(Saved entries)
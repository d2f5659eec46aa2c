//! Diagnostics for conversions that fail at run time.
//!
//! Failures are already reported in-band through the poison flag; these hooks only make them
//! observable. With the `tracing` feature they emit events, otherwise they compile to nothing.
//! They are cold and never inlined so the success path of a conversion stays small.

#[cfg(feature = "tracing")]
use core::any::type_name;

use crate::Integral;

/// A value did not fit in the destination type of a conversion.
#[cold]
#[inline(never)]
pub(crate) fn narrowing_results_in_loss_of_data<F: Integral, T: Integral>(value: F) {
    #[cfg(feature = "tracing")]
    tracing::debug!(
        %value,
        from = type_name::<F>(),
        to = type_name::<T>(),
        "conversion failure: narrowing results in loss of data"
    );
    #[cfg(not(feature = "tracing"))]
    let _ = value;
}

/// A bit-merge was asked to mask a signed integral.
#[cold]
#[inline(never)]
pub(crate) fn bit_masks_on_signed_integral<U: Integral, L: Integral>() {
    #[cfg(feature = "tracing")]
    tracing::debug!(
        upper = type_name::<U>(),
        lower = type_name::<L>(),
        "conversion failure: bit masks on signed integral"
    );
}

/// A bit-merge was asked to place a lower half wider than the upper half.
#[cold]
#[inline(never)]
pub(crate) fn lower_half_wider_than_upper<U: Integral, L: Integral>() {
    #[cfg(feature = "tracing")]
    tracing::debug!(
        upper = type_name::<U>(),
        lower = type_name::<L>(),
        "conversion failure: lower half is wider than the result"
    );
}

/// A poisoned value was handed to a conversion; the poison carries over.
#[cold]
#[inline(never)]
pub(crate) fn poisoned_source<F: Integral, T: Integral>() {
    #[cfg(feature = "tracing")]
    tracing::trace!(
        from = type_name::<F>(),
        to = type_name::<T>(),
        "conversion of a poisoned value"
    );
}
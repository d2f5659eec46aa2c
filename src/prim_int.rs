#![allow(clippy::must_use_candidate)]

use core::fmt::{Debug, Display};
use core::hash::Hash;

use crate::SafeIntegral;

/// The widest signed integer the `*max` conversions work with, the counterpart of C's `intmax_t`.
pub type IntMax = i64;

/// The widest unsigned integer the `*max` conversions work with, the counterpart of C's
/// `uintmax_t`.
pub type UintMax = u64;

/// Names one of the primitive integer types.
///
/// Two [`Integral`] types are the same type exactly when their kinds are equal; `usize` and the
/// fixed-width type of the same size are distinct kinds.
#[derive(Debug, Clone, Copy, PartialEq, Eq, Hash)]
#[repr(u8)]
#[allow(missing_docs)]
pub enum IntegralKind {
    U8,
    U16,
    U32,
    U64,
    U128,
    Usize,
    I8,
    I16,
    I32,
    I64,
    I128,
    Isize,
}

mod sealed {
    pub trait Sealed {}
}

/// A primitive integer type that can back a [`SafeIntegral`].
///
/// The trait is sealed and implemented for every primitive integer type. Its associated constants
/// are what the conversion layer classifies type pairs with; its methods move values through
/// 128-bit intermediates so that no comparison between two integer types can overflow.
pub trait Integral:
    sealed::Sealed + Copy + Ord + Hash + Default + Debug + Display + Send + Sync + 'static
{
    /// Which primitive type this is.
    const KIND: IntegralKind;
    /// Whether the type holds negative values.
    const SIGNED: bool;
    /// The width of the type in bits.
    const BITS: u32;
    /// The smallest value of the type.
    const MIN: Self;
    /// The largest value of the type.
    const MAX: Self;
    /// Zero.
    const ZERO: Self;
    /// [`MAX`](Self::MAX) as a `u128`. Every maximum is positive, so this is exact.
    const MAX_WIDE: u128;

    /// Whether the value is below zero.
    fn is_negative(self) -> bool;

    /// The value sign- or zero-extended to 128 bits, as an unsigned bit pattern.
    ///
    /// Truncating the result back to `Self` gives the original value.
    fn to_wide_bits(self) -> u128;

    /// The value as an `i128`. Exact for every value except `u128`s above `i128::MAX`.
    fn to_wide_signed(self) -> i128;

    /// Keeps the low [`BITS`](Self::BITS) bits of `bits`.
    fn truncate(bits: u128) -> Self;

    /// Range-checked construction from a signed 128-bit value.
    fn safe_from_signed(value: i128) -> SafeIntegral<Self>;

    /// Range-checked construction from an unsigned 128-bit value.
    fn safe_from_unsigned(value: u128) -> SafeIntegral<Self>;
}

/// The unsigned primitive integers.
pub trait Unsigned: Integral {}

/// Whether `T` holds negative values.
pub const fn is_signed<T: Integral>() -> bool {
    T::SIGNED
}

/// Whether `T` holds only non-negative values.
pub const fn is_unsigned<T: Integral>() -> bool {
    !T::SIGNED
}

/// Whether `A` and `B` are the same primitive type.
pub const fn is_same<A: Integral, B: Integral>() -> bool {
    A::KIND as u8 == B::KIND as u8
}

macro_rules! impl_integral {
    ($ty:ident, $kind:ident, $signed:literal $(, $marker:ident)?) => {
        impl sealed::Sealed for $ty {}
        $(impl $marker for $ty {})?

        impl Integral for $ty {
            const KIND: IntegralKind = IntegralKind::$kind;
            const SIGNED: bool = $signed;
            const BITS: u32 = <$ty>::BITS;
            const MIN: Self = <$ty>::MIN;
            const MAX: Self = <$ty>::MAX;
            const ZERO: Self = 0;
            #[allow(clippy::cast_sign_loss, clippy::cast_lossless)]
            const MAX_WIDE: u128 = <$ty>::MAX as u128;

            #[inline]
            #[allow(unused_comparisons)]
            fn is_negative(self) -> bool {
                self < 0
            }

            #[inline]
            #[allow(clippy::cast_sign_loss, clippy::cast_lossless)]
            fn to_wide_bits(self) -> u128 {
                self as u128
            }

            #[inline]
            #[allow(clippy::cast_possible_wrap, clippy::cast_lossless)]
            fn to_wide_signed(self) -> i128 {
                self as i128
            }

            #[inline]
            #[allow(clippy::cast_possible_truncation, clippy::cast_possible_wrap)]
            fn truncate(bits: u128) -> Self {
                bits as $ty
            }

            #[inline]
            fn safe_from_signed(value: i128) -> SafeIntegral<Self> {
                SafeIntegral::<$ty>::from_signed(value)
            }

            #[inline]
            fn safe_from_unsigned(value: u128) -> SafeIntegral<Self> {
                SafeIntegral::<$ty>::from_unsigned(value)
            }
        }
    };
}

macro_rules! generate {
    ($($unsigned:ident $unsigned_kind:ident $signed:ident $signed_kind:ident,)*) => { $(
        impl_integral!($unsigned, $unsigned_kind, false, Unsigned);
        impl_integral!($signed, $signed_kind, true);
    )* };
}

generate! {
    u8 U8 i8 I8,
    u16 U16 i16 I16,
    u32 U32 i32 I32,
    u64 U64 i64 I64,
    u128 U128 i128 I128,
    usize Usize isize Isize,
}
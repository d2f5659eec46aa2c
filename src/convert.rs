//! Checked conversions between the primitive integer types.
//!
//! Every conversion accepts either a raw primitive or a [`SafeIntegral`] (see [`IntoSafe`]) and
//! returns a [`SafeIntegral`]. Whether a pair of types needs a run-time check at all is decided
//! from the types alone by [`ConversionCase`], so widening conversions compile down to a plain
//! cast.
//!
//! ```
//! use safe_integral::{convert, to_i16, to_u8};
//!
//! assert!(convert::<i8, _>(200_u32).invalid());
//! assert_eq!(to_i16(200_u32), 200);
//! assert!(to_u8(-1_i32).invalid());
//! ```

use core::marker::PhantomData;

use crate::{report, Integral, SafeIntegral, UintMax, Unsigned};

/// Anything a conversion can take as its source: a raw primitive or a [`SafeIntegral`].
///
/// Raw primitives are wrapped into valid safe integrals at the boundary, so every conversion
/// only has to handle the safe form.
pub trait IntoSafe {
    /// The primitive type of the source.
    type Integral: Integral;

    /// Wraps `self` in a [`SafeIntegral`], keeping the poison flag of an already safe value.
    fn into_safe(self) -> SafeIntegral<Self::Integral>;
}

impl<T: Integral> IntoSafe for SafeIntegral<T> {
    type Integral = T;

    #[inline]
    fn into_safe(self) -> Self {
        self
    }
}

impl<T: Integral> IntoSafe for &SafeIntegral<T> {
    type Integral = T;

    #[inline]
    fn into_safe(self) -> SafeIntegral<T> {
        *self
    }
}

/// How a conversion from `F` to `T` has to be checked, decided from the two types alone.
///
/// `lossless` means that every non-negative value of `F` fits in `T`, that is `F::MAX <= T::MAX`.
/// For two signed types this also covers the negative range.
#[derive(Debug, Clone, Copy, PartialEq, Eq)]
pub enum ConversionCase {
    /// `F` and `T` are the same type.
    Identity,
    /// Both types are signed.
    SignedToSigned {
        /// Whether `T` holds every value of `F`.
        lossless: bool,
    },
    /// A signed source and an unsigned destination. Negative values never fit.
    SignedToUnsigned {
        /// Whether `T` holds every non-negative value of `F`.
        lossless: bool,
    },
    /// Both types are unsigned.
    UnsignedToUnsigned {
        /// Whether `T` holds every value of `F`.
        lossless: bool,
    },
    /// An unsigned source and a signed destination. Values are never reinterpreted as negative.
    UnsignedToSigned {
        /// Whether `T` holds every value of `F`.
        lossless: bool,
    },
}

impl ConversionCase {
    /// Classifies a conversion from `F` to `T`.
    #[must_use]
    pub const fn of<F: Integral, T: Integral>() -> Self {
        if crate::is_same::<F, T>() {
            return Self::Identity;
        }
        let lossless = F::MAX_WIDE <= T::MAX_WIDE;
        match (F::SIGNED, T::SIGNED) {
            (true, true) => Self::SignedToSigned { lossless },
            (true, false) => Self::SignedToUnsigned { lossless },
            (false, false) => Self::UnsignedToUnsigned { lossless },
            (false, true) => Self::UnsignedToSigned { lossless },
        }
    }

    /// Whether negative source values have to be rejected.
    #[must_use]
    pub const fn needs_sign_check(self) -> bool {
        matches!(self, Self::SignedToUnsigned { .. })
    }

    /// Whether source values have to be compared against the bounds of the destination.
    #[must_use]
    pub const fn needs_range_check(self) -> bool {
        match self {
            Self::Identity => false,
            Self::SignedToSigned { lossless }
            | Self::SignedToUnsigned { lossless }
            | Self::UnsignedToUnsigned { lossless }
            | Self::UnsignedToSigned { lossless } => !lossless,
        }
    }
}

struct Conversion<F, T>(PhantomData<(F, T)>);

impl<F: Integral, T: Integral> Conversion<F, T> {
    const CASE: ConversionCase = ConversionCase::of::<F, T>();
}

/// Converts `val` to a `T`, poisoning the result if `val` is poisoned or does not fit.
///
/// A poisoned source gives [`SafeIntegral::failure`] even when `T` is its own type. A failed conversion returns [`SafeIntegral::failure`]. Comparisons happen on 128-bit
/// intermediates, so the check itself can never overflow, and conversions that cannot lose data
/// perform no check at all.
///
/// For a conversion usable in constant contexts, see
/// [`from_signed`](crate::SafeI64::from_signed) and
/// [`from_unsigned`](crate::SafeU64::from_unsigned).
///
/// ```
/// use safe_integral::{convert, SafeU16};
///
/// assert_eq!(convert::<u8, _>(255_u16), 255);
/// assert!(convert::<u8, _>(256_u16).invalid());
/// assert!(convert::<i64, _>(SafeU16::failure()).invalid());
/// ```
pub fn convert<T: Integral, F: IntoSafe>(val: F) -> SafeIntegral<T> {
    let val = val.into_safe();
    if val.invalid() {
        report::poisoned_source::<F::Integral, T>();
        return SafeIntegral::failure();
    }
    convert_value(val.get())
}

fn convert_value<T: Integral, F: Integral>(val: F) -> SafeIntegral<T> {
    let result = match Conversion::<F, T>::CASE {
        ConversionCase::Identity
        | ConversionCase::SignedToSigned { lossless: true }
        | ConversionCase::UnsignedToUnsigned { lossless: true }
        | ConversionCase::UnsignedToSigned { lossless: true } => {
            return SafeIntegral::new(T::truncate(val.to_wide_bits()));
        }
        ConversionCase::SignedToUnsigned { .. } if val.is_negative() => SafeIntegral::failure(),
        ConversionCase::SignedToUnsigned { lossless: true } => {
            return SafeIntegral::new(T::truncate(val.to_wide_bits()));
        }
        ConversionCase::SignedToSigned { lossless: false } => {
            T::safe_from_signed(val.to_wide_signed())
        }
        ConversionCase::SignedToUnsigned { lossless: false }
        | ConversionCase::UnsignedToUnsigned { lossless: false }
        | ConversionCase::UnsignedToSigned { lossless: false } => {
            T::safe_from_unsigned(val.to_wide_bits())
        }
    };
    if result.invalid() {
        report::narrowing_results_in_loss_of_data::<F, T>(val);
    }
    result
}

/// Converts `val` to a `T` by keeping its low bits, without any range check.
///
/// The poison flag of a safe source is carried over; truncation never clears it.
///
/// ```
/// use safe_integral::truncate;
///
/// assert_eq!(truncate::<u8, _>(0x1234_u16), 0x34);
/// assert_eq!(truncate::<i8, _>(200_u8), -56);
/// ```
pub fn truncate<T: Integral, F: IntoSafe>(val: F) -> SafeIntegral<T> {
    let val = val.into_safe();
    SafeIntegral::with_poison(T::truncate(val.get().to_wide_bits()), val.invalid())
}

macro_rules! conversions {
    ($($alias:ident, $checked:ident, $unchecked:ident;)*) => { $(
        #[doc = concat!("Converts `val` to [`", stringify!($alias), "`](crate::", stringify!($alias), "), poisoning it if the value does not fit.")]
        ///
        /// See [`convert`] for the rules.
        #[inline]
        pub fn $checked<F: IntoSafe>(val: F) -> crate::$alias {
            convert(val)
        }

        #[doc = concat!("Converts `val` to [`", stringify!($alias), "`](crate::", stringify!($alias), ") by truncation, without a range check.")]
        ///
        /// The `_unsafe` suffix refers to the missing range check; the function is memory safe.
        /// See [`truncate`].
        #[inline]
        pub fn $unchecked<F: IntoSafe>(val: F) -> crate::$alias {
            truncate(val)
        }
    )* };
}

conversions! {
    SafeI8, to_i8, to_i8_unsafe;
    SafeI16, to_i16, to_i16_unsafe;
    SafeI32, to_i32, to_i32_unsafe;
    SafeI64, to_i64, to_i64_unsafe;
    SafeI128, to_i128, to_i128_unsafe;
    SafeIsize, to_isize, to_isize_unsafe;
    SafeIMax, to_imax, to_imax_unsafe;
    SafeU8, to_u8, to_u8_unsafe;
    SafeU16, to_u16, to_u16_unsafe;
    SafeU32, to_u32, to_u32_unsafe;
    SafeU64, to_u64, to_u64_unsafe;
    SafeU128, to_u128, to_u128_unsafe;
    SafeUsize, to_usize, to_usize_unsafe;
    SafeUMax, to_umax, to_umax_unsafe;
}

/// Replaces the low bits of `upper` with `lower`.
///
/// The result has the type of `upper`. Its bits above the width of `lower` come from `upper`,
/// the rest from `lower`; if both have the same width the result is `lower`.
///
/// The result is poisoned if either operand is poisoned, if either type is signed (masking the
/// bits of a signed integral is not meaningful) or if `lower` is wider than `upper`.
///
/// ```
/// use safe_integral::merge_upper_lower;
///
/// assert_eq!(merge_upper_lower(0xAAAA_AAAA_u32, 0x12_u8), 0xAAAA_AA12);
/// assert_eq!(merge_upper_lower(0xAAAA_AAAA_u32, 0x1234_5678_u32), 0x1234_5678);
/// assert!(merge_upper_lower(0xAAAA_AAAA_u32, -1_i8).invalid());
/// ```
pub fn merge_upper_lower<U: IntoSafe, L: IntoSafe>(
    upper: U,
    lower: L,
) -> SafeIntegral<U::Integral> {
    merge(upper.into_safe(), lower.into_safe())
}

fn merge<U: Integral, L: Integral>(upper: SafeIntegral<U>, lower: SafeIntegral<L>) -> SafeIntegral<U> {
    if upper.invalid() || lower.invalid() {
        return SafeIntegral::failure();
    }
    if U::SIGNED || L::SIGNED {
        report::bit_masks_on_signed_integral::<U, L>();
        return SafeIntegral::failure();
    }
    if L::BITS > U::BITS {
        report::lower_half_wider_than_upper::<U, L>();
        return SafeIntegral::failure();
    }

    let lower = lower.get().to_wide_bits();
    if L::BITS == U::BITS {
        return SafeIntegral::new(U::truncate(lower));
    }

    // `L::BITS < U::BITS <= 128`, so the shift is in range.
    let mask = (1_u128 << L::BITS) - 1;
    SafeIntegral::new(U::truncate((upper.get().to_wide_bits() & !mask) | lower))
}

/// Replaces the low bits of a [`UintMax`] with an unsigned value of any narrower width.
///
/// Unlike [`merge_upper_lower`], a signed `lower` is rejected at compile time.
///
/// ```
/// use safe_integral::{to_umax_upper_lower, SafeU16};
///
/// assert_eq!(
///     to_umax_upper_lower(0xFFFF_FFFF_FFFF_FFFF_u64, SafeU16::new(0x0123)),
///     0xFFFF_FFFF_FFFF_0123_u64,
/// );
/// ```
///
/// ```compile_fail
/// use safe_integral::to_umax_upper_lower;
///
/// let _ = to_umax_upper_lower(0_u64, 1_i8);
/// ```
pub fn to_umax_upper_lower<U, L>(upper: U, lower: L) -> SafeIntegral<UintMax>
where
    U: IntoSafe<Integral = UintMax>,
    L: IntoSafe,
    L::Integral: Unsigned,
{
    merge_upper_lower(upper, lower)
}
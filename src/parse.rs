//! Digit accumulation shared by [`FromStr`](core::str::FromStr), `from_str_radix` and the
//! poisoning literal parser.
//!
//! Two grammars are accepted. The radix grammar follows `str::parse`: an optional `+` or `-`
//! followed by digits of the given radix. The literal grammar is stricter: decimal digits with an
//! optional leading `-`, or, for unsigned types only, `0x` followed by hexadecimal digits. Both
//! accumulate in `const fn`s, digit by digit, with overflow checks.

use core::fmt::{self, Display, Formatter};
#[cfg(feature = "std")]
use std::error::Error;

/// The text left after the prefix or sign, and how to read it.
#[derive(Clone, Copy)]
struct Digits<'a> {
    negative: bool,
    radix: u32,
    digits: &'a [u8],
}

impl<'a> Digits<'a> {
    const fn radix(src: &'a [u8], radix: u32) -> Self {
        assert!(
            2 <= radix && radix <= 36,
            "from_str_radix: radix must lie in the range `[2, 36]`",
        );
        let (negative, digits) = match src {
            [b'+', rest @ ..] => (false, rest),
            [b'-', rest @ ..] => (true, rest),
            digits => (false, digits),
        };
        Self {
            negative,
            radix,
            digits,
        }
    }

    const fn literal(src: &'a [u8], signed: bool) -> Self {
        match src {
            [b'0', b'x', rest @ ..] if !signed => Self {
                negative: false,
                radix: 16,
                digits: rest,
            },
            [b'-', rest @ ..] => Self {
                negative: true,
                radix: 10,
                digits: rest,
            },
            digits => Self {
                negative: false,
                radix: 10,
                digits,
            },
        }
    }
}

const fn digit_value(byte: u8, radix: u32) -> Option<u32> {
    let value = match byte {
        b'0'..=b'9' => byte - b'0',
        b'a'..=b'z' => byte - b'a' + 10,
        b'A'..=b'Z' => byte - b'A' + 10,
        _ => return None,
    };
    if (value as u32) < radix {
        Some(value as u32)
    } else {
        None
    }
}

macro_rules! accumulate_impl {
    ($($ty:ident)*) => { $(
        impl $crate::__private::Dispatch<$ty> {
            /// Parses `[+-]?digits` in the given radix.
            pub const fn from_ascii_radix(src: &[u8], radix: u32) -> Result<$ty, ParseError> {
                Self::accumulate(Digits::radix(src, radix))
            }

            /// Parses `-?decimal`, or `0x` and hexadecimal digits for unsigned types.
            pub const fn from_ascii_literal(src: &[u8]) -> Result<$ty, ParseError> {
                Self::accumulate(Digits::literal(src, <$ty as $crate::Integral>::SIGNED))
            }

            #[allow(clippy::cast_possible_wrap, clippy::cast_possible_truncation)]
            const fn accumulate(text: Digits<'_>) -> Result<$ty, ParseError> {
                let Digits { negative, radix, mut digits } = text;
                if digits.is_empty() {
                    return Err(ParseError::new(ParseErrorKind::NoDigits));
                }

                let mut value: $ty = 0;
                while let [byte, rest @ ..] = digits {
                    let Some(digit) = digit_value(*byte, radix) else {
                        return Err(ParseError::new(ParseErrorKind::InvalidDigit));
                    };
                    // Negative values build downwards so that `MIN` is reachable.
                    let next = match value.checked_mul(radix as $ty) {
                        Some(scaled) if negative => scaled.checked_sub(digit as $ty),
                        Some(scaled) => scaled.checked_add(digit as $ty),
                        None => None,
                    };
                    value = match next {
                        Some(next) => next,
                        None if negative => return Err(ParseError::new(ParseErrorKind::BelowMin)),
                        None => return Err(ParseError::new(ParseErrorKind::AboveMax)),
                    };
                    digits = rest;
                }
                Ok(value)
            }
        }
    )* }
}
accumulate_impl! { u8 u16 u32 u64 u128 usize i8 i16 i32 i64 i128 isize }

/// Why text could not be read as a safe integral.
///
/// Returned by every `from_str_radix()` (such as
/// [`SafeI8::from_str_radix`](crate::SafeI8::from_str_radix)) and by the
/// [`FromStr`](core::str::FromStr) implementations. The poisoning parser
/// [`from_literal`](crate::SafeU8::from_literal) drops it and poisons its result instead.
#[derive(Debug, Clone, Copy, PartialEq, Eq)]
pub struct ParseError {
    kind: ParseErrorKind,
}

impl ParseError {
    const fn new(kind: ParseErrorKind) -> Self {
        Self { kind }
    }

    /// What was wrong with the text.
    #[must_use]
    pub const fn kind(&self) -> ParseErrorKind {
        self.kind
    }
}

impl Display for ParseError {
    fn fmt(&self, f: &mut Formatter<'_>) -> fmt::Result {
        let reason = match self.kind {
            ParseErrorKind::NoDigits => "no digits after the sign or prefix",
            ParseErrorKind::InvalidDigit => "unexpected character in integer text",
            ParseErrorKind::AboveMax => "integer text is above the maximum of its type",
            ParseErrorKind::BelowMin => "integer text is below the minimum of its type",
        };
        f.write_str(reason)
    }
}

#[cfg(feature = "std")]
impl Error for ParseError {}

/// The reasons integer text can be rejected.
#[derive(Debug, Clone, Copy, PartialEq, Eq)]
#[non_exhaustive]
pub enum ParseErrorKind {
    /// The text is empty, or holds only a sign or a `0x` prefix.
    NoDigits,
    /// A character is not a digit of the radix. A sign in the wrong place, or a `+` in a literal,
    /// is reported this way.
    InvalidDigit,
    /// The value is too large for the type.
    AboveMax,
    /// The value is too small for the type; for unsigned types, any negative value.
    BelowMin,
}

Try it:
Your response should be the lines above from the first to the one containing "bit_masks_on_signed_integral<U: Integral, L: Integral>()", inclusive, each given exactly.

Your response:
repository d2f5659eec46aa2c
//! Diagnostics for conversions that fail at run time.
//!
//! Failures are already reported in-band through the poison flag; these hooks only make them
//! observable. With the `tracing` feature they emit events, otherwise they compile to nothing.
//! They are cold and never inlined so the success path of a conversion stays small.

#[cfg(feature = "tracing")]
use core::any::type_name;

use crate::Integral;

/// A value did not fit in the destination type of a conversion.
#[cold]
#[inline(never)]
pub(crate) fn narrowing_results_in_loss_of_data<F: Integral, T: Integral>(value: F) {
    #[cfg(feature = "tracing")]
    tracing::debug!(
        %value,
        from = type_name::<F>(),
        to = type_name::<T>(),
        "conversion failure: narrowing results in loss of data"
    );
    #[cfg(not(feature = "tracing"))]
    let _ = value;
}

/// A bit-merge was asked to mask a signed integral.
#[cold]
#[inline(never)]
pub(crate) fn bit_masks_on_signed_integral<U: Integral, L: Integral>() {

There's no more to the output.